The patients who were hospitalised for the first time for diabetes had a higher FoH level than these who were hospitalised because of diabetes for the second time or more. One explanation for this could be that as the experience in disease management of patients continues to accumulate with the number of hospitalisations, confidence for controlling BG also increases and FoH was then diminished.This finding is similar to the study of Belendez et al.33 that found that the FoH level might decrease with the progression of diabetes. However, some studies showed no correlation or positive correlation between FoH level and the course of disease26,34. The positive correlation between FoH level and the course of disease may be the result of diabetes, multi-organ complications, or relapse of diabetes that can increase the economic burden for patients and thus aggravate their fear26,34. Different findings on the same problem suggest that more studies are needed to further explore the relationship between the progression of diabetes and FoH. In addition, the FoH score of patients hospitalised because of diabetes for the second time or more was also higher than the score of participants in a similar study28, which suggests that hospitalised patients should be assessed for fear of hypoglycaemia and treated with timely psychological interventions.
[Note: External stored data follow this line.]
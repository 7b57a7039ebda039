//! Screenshot image type for captured screenshots

use image::RgbaImage;

use crate::domain::{Rect, Size};

/// A captured frame together with the logical area it covers
#[derive(Clone, Debug)]
pub struct ScreenshotImage {
    pub rgba: RgbaImage,
    logical: Size,
}

impl ScreenshotImage {
    /// Wrap a frame grabbed from a surface of `logical` size
    pub fn new(rgba: RgbaImage, logical: Size) -> Self {
        log::debug!(
            "ScreenshotImage captured: {}x{} pixels for {}x{} logical",
            rgba.width(),
            rgba.height(),
            logical.width,
            logical.height
        );
        Self { rgba, logical }
    }

    /// Get the width of the image
    pub fn width(&self) -> u32 {
        self.rgba.width()
    }

    /// Get the height of the image
    pub fn height(&self) -> u32 {
        self.rgba.height()
    }

    pub fn logical_size(&self) -> Size {
        self.logical
    }

    /// Pixels per logical unit along each axis
    pub fn scale(&self) -> (f64, f64) {
        (
            self.rgba.width() as f64 / self.logical.width as f64,
            self.rgba.height() as f64 / self.logical.height as f64,
        )
    }

    /// Copy out the pixels under `rect`, given in top-left-origin logical units.
    ///
    /// The rect is clipped to the frame; `None` when nothing is left.
    pub fn crop(&self, rect: Rect) -> Option<RgbaImage> {
        let (width_scale, height_scale) = self.scale();
        let to_px = |v: f32, scale: f64, max: u32| {
            ((v as f64 * scale).round().max(0.) as u32).min(max)
        };

        let left = to_px(rect.min_x(), width_scale, self.width());
        let top = to_px(rect.min_y(), height_scale, self.height());
        let right = to_px(rect.max_x(), width_scale, self.width());
        let bottom = to_px(rect.max_y(), height_scale, self.height());
        if right <= left || bottom <= top {
            return None;
        }

        Some(
            image::imageops::crop_imm(&self.rgba, left, top, right - left, bottom - top)
                .to_image(),
        )
    }
}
Our study also found that hypoglycaemia history and patient age were factors related to FoH. Patients with a history of hypoglycaemia had higher total FoH scores in the current study. Several studies have shown a close link between hypoglycaemia history and FoH17,35,36 and FoH level has had a significant tendency to increase with the severity of hypoglycaemia36. It may be that the painful physical and psychological effects of previous episodes of hypoglycaemia may lead to anxiety and fear of hypoglycaemia. Some patients may fear not only the painful consequences of hypoglycaemia but also the symptoms themselves37. Moreover, patients with T2DM under the age of 60 had a higher FoH level in our study. The reason might be that the occurrence of hypoglycaemia would seriously affect the work, study, or other sorts of social activities of the sample in this group26,27,28.

However, it is interesting to note that on the basis of the results, receiving health education on diabetes may be a predictor of FoH. Perhaps this is because previous diabetes health education that the participants (Chinese patients with diabetes) received focused on guiding the patients to avoid reducing the BG level by overusing the treatment in order to reduce the incidence of hypoglycaemia38,39,40. Therefore, because health educators may talk about the harm or risk of hypoglycaemia, the patient have different degrees of psychological fear of hypoglycaemia. Although the result relating to health education differs from other studies, it may provide a new avenue for clinical health education. In the future, the harm of hypoglycaemia should not be overemphasised, and the patients should be helped to build confidence in how they can prevent hypoglycaemia. Health education should focus on adjusting the psychological status of patients with diabetes, reducing their fear of hypoglycaemia, and making them aware of the adverse effects on diabetes treatment and blood glucose control of overcompensation behaviours as a result of the fear of hypoglycaemia.

This research has some possible limitations. The first is that we did not use specific monitoring instruments to assess BG in this study. Another limitation is that the cross-sectional design of this study failed to enable testing for responsiveness to changes. More evidence is needed to determine whether such data have sufficient sensitivity to detect change when change is present. Moreover, sociodemographic and clinical variables in this study account for just 18.3% variation of FoH in our multiple linear regression models. Results indicated that there were still some significant related factors not recognised in the present study, and more variables need to be incorporated into the model in further studies.